# STORED DATA
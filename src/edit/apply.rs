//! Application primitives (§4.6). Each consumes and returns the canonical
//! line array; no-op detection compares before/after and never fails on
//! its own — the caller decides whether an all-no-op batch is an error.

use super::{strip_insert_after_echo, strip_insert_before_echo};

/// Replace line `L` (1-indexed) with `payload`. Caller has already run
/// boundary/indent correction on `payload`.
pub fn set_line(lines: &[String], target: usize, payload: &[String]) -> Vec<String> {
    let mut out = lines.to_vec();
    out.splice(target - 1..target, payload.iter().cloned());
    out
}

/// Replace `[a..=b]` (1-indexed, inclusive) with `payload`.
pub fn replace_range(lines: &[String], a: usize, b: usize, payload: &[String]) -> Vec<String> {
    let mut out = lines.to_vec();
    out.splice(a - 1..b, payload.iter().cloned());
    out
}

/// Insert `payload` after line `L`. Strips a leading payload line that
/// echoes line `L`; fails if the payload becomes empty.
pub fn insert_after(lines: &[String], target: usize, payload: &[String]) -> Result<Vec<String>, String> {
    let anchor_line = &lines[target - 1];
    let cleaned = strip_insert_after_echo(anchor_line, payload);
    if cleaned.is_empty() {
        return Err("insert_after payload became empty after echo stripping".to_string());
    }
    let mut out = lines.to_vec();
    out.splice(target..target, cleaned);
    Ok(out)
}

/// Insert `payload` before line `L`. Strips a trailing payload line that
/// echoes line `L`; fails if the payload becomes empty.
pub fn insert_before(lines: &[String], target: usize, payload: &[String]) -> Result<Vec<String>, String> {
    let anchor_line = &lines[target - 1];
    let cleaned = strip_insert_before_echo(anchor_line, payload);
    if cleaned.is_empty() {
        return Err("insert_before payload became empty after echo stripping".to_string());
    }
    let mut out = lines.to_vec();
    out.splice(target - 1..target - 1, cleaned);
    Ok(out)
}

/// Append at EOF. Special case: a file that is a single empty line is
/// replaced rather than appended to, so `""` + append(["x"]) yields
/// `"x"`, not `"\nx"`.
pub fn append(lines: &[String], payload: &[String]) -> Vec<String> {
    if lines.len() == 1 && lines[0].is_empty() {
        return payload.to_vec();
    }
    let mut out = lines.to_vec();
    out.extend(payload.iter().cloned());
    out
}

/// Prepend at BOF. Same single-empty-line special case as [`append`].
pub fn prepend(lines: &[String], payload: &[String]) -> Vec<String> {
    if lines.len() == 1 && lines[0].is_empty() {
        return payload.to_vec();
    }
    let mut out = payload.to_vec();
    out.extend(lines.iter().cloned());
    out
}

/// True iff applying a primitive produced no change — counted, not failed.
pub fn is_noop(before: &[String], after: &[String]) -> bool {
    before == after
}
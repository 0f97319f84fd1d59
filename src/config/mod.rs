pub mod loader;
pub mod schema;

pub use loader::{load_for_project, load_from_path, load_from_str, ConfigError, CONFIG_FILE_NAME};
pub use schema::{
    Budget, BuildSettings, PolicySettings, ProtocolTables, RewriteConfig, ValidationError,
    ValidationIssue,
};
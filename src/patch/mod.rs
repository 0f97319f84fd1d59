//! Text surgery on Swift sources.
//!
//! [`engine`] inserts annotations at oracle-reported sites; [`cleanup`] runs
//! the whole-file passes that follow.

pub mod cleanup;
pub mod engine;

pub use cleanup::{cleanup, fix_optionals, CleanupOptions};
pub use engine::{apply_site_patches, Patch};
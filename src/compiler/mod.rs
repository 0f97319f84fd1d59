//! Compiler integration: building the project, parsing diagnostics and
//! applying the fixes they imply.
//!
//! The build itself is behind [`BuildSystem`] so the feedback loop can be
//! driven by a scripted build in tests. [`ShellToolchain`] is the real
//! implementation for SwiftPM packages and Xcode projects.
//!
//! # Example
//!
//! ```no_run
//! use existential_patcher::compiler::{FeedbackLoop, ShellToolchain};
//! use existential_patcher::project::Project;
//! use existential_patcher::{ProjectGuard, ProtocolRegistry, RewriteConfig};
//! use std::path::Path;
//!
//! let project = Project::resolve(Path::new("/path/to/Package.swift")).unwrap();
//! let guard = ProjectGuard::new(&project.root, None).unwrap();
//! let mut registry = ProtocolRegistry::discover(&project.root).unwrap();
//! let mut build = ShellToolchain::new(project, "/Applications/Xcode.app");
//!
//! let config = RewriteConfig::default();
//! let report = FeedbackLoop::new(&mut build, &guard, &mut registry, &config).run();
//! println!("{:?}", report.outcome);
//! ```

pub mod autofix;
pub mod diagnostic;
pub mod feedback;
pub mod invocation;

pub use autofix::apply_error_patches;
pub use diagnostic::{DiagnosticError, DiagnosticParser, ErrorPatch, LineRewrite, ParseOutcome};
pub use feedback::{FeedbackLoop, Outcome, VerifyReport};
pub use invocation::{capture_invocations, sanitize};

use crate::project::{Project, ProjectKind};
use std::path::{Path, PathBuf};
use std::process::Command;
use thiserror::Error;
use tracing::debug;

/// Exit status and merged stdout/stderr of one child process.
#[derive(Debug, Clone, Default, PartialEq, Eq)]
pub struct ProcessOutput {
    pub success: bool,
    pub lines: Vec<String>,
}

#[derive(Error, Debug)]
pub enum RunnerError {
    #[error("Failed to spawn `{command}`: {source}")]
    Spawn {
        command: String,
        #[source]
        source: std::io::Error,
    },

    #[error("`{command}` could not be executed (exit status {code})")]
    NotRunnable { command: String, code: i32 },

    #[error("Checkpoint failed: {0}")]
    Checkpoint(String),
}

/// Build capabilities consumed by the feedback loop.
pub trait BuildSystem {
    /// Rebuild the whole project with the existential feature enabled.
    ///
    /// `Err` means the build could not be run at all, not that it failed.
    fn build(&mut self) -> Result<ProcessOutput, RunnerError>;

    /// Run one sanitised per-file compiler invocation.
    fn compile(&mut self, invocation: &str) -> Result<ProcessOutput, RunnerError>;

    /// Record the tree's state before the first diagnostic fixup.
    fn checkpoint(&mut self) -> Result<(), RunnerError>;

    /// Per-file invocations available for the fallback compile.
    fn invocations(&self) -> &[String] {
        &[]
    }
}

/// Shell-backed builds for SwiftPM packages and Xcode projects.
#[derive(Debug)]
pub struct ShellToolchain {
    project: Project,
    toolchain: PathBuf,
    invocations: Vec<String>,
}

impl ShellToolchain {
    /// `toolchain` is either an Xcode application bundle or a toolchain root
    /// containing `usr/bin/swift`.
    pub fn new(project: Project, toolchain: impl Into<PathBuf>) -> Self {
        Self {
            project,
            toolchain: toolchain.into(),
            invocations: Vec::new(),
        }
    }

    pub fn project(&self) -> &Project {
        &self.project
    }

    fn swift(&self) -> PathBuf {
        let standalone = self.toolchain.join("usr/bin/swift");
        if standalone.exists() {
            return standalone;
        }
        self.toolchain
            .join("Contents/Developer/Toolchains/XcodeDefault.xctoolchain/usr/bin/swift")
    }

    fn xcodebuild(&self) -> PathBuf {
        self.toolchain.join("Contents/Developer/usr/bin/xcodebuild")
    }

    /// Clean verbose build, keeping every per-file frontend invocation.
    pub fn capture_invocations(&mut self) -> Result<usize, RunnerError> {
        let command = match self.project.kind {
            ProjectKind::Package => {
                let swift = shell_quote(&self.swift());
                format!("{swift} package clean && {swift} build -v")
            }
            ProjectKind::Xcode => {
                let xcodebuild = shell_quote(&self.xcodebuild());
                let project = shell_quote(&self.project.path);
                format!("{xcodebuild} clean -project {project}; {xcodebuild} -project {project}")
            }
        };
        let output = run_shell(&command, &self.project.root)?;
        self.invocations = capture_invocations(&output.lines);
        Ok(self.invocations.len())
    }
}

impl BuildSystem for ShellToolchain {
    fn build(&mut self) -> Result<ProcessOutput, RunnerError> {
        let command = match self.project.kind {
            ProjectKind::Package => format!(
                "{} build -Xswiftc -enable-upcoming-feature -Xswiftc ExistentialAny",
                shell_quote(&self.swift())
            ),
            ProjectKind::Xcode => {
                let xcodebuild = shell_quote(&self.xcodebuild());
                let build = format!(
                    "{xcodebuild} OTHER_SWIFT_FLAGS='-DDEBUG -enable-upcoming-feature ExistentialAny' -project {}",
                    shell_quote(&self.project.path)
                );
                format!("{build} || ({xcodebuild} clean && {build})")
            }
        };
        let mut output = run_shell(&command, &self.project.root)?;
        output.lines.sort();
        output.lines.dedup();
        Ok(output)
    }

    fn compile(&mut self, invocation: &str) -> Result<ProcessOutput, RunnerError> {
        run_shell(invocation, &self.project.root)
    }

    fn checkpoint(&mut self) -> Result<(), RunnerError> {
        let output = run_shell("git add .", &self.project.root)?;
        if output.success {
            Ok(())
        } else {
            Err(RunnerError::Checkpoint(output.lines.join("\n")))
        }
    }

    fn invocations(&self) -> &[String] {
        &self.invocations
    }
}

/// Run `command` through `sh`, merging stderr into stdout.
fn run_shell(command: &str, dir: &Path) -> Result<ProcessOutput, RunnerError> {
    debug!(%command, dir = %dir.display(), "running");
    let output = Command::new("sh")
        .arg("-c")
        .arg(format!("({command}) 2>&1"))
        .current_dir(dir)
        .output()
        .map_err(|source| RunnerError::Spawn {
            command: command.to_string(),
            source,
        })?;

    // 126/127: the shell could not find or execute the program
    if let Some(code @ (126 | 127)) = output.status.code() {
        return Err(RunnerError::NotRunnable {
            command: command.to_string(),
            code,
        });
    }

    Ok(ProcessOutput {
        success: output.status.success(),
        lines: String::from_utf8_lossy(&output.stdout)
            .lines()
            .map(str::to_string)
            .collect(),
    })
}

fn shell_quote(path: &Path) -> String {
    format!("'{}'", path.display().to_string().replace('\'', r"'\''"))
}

* * *

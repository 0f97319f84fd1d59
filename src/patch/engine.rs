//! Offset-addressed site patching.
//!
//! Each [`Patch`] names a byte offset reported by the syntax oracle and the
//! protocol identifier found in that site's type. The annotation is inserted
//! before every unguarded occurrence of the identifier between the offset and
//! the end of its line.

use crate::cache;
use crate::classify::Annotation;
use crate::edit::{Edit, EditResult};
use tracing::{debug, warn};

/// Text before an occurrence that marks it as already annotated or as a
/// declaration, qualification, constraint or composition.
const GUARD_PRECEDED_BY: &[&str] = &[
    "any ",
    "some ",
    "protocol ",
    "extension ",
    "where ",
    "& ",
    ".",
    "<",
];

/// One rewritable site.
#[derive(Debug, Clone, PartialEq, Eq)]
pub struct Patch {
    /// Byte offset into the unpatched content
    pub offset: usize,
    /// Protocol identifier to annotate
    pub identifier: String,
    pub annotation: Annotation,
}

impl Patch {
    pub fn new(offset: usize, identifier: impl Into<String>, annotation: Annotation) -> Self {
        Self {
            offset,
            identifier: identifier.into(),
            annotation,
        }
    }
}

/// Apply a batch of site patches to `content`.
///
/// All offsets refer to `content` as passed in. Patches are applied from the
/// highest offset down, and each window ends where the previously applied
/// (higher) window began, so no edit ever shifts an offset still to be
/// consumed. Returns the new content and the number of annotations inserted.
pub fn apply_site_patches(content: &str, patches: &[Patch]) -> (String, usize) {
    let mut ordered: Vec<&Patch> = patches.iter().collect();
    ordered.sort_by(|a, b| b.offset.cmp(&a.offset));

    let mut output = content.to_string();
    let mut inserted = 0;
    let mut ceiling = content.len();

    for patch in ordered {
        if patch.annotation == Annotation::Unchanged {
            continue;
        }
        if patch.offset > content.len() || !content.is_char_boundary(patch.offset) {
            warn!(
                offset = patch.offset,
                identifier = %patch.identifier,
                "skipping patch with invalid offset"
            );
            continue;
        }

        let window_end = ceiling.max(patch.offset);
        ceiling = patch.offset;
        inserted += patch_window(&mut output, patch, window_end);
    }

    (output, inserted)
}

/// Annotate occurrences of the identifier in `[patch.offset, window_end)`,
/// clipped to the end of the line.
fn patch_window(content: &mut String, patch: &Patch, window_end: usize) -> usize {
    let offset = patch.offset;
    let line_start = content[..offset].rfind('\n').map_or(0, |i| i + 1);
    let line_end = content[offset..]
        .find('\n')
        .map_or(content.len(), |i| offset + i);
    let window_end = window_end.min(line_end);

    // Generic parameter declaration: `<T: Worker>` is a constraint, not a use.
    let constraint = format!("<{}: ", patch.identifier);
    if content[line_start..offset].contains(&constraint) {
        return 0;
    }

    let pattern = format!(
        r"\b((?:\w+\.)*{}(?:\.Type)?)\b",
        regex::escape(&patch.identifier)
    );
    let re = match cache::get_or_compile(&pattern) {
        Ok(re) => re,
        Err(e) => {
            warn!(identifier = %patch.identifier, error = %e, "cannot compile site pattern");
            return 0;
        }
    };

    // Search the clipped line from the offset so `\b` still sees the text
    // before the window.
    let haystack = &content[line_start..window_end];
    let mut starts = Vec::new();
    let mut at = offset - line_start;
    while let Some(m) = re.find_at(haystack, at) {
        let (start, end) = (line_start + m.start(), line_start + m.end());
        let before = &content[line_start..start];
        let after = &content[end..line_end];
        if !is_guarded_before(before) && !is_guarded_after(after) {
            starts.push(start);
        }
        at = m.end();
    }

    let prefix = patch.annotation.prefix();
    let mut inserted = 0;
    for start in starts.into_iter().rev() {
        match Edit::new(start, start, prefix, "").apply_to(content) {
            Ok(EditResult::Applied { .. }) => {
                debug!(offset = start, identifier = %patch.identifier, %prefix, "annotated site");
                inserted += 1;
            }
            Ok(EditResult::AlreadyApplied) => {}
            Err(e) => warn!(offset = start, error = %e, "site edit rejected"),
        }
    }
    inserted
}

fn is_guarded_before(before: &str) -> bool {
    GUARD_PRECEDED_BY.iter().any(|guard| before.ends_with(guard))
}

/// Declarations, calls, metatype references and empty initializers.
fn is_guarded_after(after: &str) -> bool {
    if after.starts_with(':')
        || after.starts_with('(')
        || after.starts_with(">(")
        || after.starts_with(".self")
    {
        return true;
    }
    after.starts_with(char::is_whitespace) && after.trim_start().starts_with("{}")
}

* * *

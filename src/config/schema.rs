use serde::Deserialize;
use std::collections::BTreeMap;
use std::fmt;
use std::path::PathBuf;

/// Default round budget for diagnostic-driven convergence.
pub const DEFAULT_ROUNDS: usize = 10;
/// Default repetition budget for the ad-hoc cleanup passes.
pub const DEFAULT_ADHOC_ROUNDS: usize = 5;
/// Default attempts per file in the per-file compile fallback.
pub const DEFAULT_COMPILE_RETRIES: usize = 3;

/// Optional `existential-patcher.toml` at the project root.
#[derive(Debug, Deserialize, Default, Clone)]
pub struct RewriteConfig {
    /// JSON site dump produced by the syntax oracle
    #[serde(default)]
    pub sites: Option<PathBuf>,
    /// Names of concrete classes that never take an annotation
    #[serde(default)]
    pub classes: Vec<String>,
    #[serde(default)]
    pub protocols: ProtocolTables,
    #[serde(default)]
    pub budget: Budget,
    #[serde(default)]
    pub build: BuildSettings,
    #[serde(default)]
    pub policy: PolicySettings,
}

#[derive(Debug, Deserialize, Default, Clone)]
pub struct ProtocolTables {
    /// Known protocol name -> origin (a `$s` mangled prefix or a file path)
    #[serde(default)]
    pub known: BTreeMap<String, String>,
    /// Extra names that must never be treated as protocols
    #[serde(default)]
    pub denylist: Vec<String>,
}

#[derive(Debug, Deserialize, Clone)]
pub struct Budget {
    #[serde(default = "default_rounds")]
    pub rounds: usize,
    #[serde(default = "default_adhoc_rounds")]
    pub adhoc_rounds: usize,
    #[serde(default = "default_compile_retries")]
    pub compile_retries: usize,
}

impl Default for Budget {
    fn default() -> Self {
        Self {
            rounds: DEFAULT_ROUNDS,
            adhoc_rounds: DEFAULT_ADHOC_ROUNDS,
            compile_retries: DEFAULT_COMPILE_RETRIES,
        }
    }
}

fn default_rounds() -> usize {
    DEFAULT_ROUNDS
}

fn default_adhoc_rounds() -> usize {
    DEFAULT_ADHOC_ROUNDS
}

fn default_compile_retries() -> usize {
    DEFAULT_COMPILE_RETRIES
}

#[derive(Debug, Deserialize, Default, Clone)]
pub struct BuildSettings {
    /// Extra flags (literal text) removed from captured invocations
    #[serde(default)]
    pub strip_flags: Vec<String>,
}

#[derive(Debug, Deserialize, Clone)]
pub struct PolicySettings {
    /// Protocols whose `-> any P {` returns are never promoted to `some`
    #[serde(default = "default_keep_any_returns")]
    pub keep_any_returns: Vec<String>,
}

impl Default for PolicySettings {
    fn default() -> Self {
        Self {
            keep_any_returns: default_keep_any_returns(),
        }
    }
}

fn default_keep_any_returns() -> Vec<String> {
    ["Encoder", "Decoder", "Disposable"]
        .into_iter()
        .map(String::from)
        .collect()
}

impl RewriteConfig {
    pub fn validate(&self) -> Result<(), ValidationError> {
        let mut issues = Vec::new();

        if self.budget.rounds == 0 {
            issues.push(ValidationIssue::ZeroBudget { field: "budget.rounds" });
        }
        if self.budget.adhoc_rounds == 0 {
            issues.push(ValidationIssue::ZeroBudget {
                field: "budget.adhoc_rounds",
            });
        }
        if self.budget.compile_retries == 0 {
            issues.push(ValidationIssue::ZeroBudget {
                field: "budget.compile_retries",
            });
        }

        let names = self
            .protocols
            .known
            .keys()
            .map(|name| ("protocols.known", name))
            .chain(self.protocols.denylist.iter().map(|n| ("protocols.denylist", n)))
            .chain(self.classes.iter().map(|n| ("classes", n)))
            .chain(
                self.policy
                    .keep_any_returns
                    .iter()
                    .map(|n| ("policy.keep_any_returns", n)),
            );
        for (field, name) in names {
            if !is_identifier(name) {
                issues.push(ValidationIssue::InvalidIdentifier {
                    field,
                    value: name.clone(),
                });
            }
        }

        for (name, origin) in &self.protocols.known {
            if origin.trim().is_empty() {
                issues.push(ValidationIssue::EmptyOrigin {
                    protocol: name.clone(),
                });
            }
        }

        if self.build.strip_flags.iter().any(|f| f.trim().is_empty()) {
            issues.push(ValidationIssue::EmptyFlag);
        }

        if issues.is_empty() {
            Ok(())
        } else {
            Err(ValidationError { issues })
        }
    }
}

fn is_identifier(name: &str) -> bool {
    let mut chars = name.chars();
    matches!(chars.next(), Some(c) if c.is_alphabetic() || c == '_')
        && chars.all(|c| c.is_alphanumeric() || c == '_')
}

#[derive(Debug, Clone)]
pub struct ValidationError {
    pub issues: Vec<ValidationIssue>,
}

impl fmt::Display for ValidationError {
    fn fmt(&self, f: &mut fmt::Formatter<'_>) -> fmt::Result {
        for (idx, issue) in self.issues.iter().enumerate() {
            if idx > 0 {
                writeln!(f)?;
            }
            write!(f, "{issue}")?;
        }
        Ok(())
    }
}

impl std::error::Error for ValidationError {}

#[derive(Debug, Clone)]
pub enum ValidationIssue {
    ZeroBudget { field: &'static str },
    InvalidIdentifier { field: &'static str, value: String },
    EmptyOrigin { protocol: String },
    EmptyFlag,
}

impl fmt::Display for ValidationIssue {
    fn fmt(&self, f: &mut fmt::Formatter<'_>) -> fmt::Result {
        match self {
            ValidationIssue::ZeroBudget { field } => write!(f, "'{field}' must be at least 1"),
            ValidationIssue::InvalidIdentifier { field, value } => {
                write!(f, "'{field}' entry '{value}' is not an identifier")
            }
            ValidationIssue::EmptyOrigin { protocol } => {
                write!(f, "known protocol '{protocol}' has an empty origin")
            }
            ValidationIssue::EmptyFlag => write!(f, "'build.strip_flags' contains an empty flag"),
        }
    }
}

# TASK
Write out, from the lines above, only those from the line with "returns the canonical" to the line with "(1-indexed, inclusive) with", exactly as given, including the first and the last.

# EXPECTED ANSWER
//! Application primitives (§4.6). Each consumes and returns the canonical
//! line array; no-op detection compares before/after and never fails on
//! its own — the caller decides whether an all-no-op batch is an error.

use super::{strip_insert_after_echo, strip_insert_before_echo};

/// Replace line `L` (1-indexed) with `payload`. Caller has already run
/// boundary/indent correction on `payload`.
pub fn set_line(lines: &[String], target: usize, payload: &[String]) -> Vec<String> {
    let mut out = lines.to_vec();
    out.splice(target - 1..target, payload.iter().cloned());
    out
}

/// Replace `[a..=b]` (1-indexed, inclusive) with `payload`.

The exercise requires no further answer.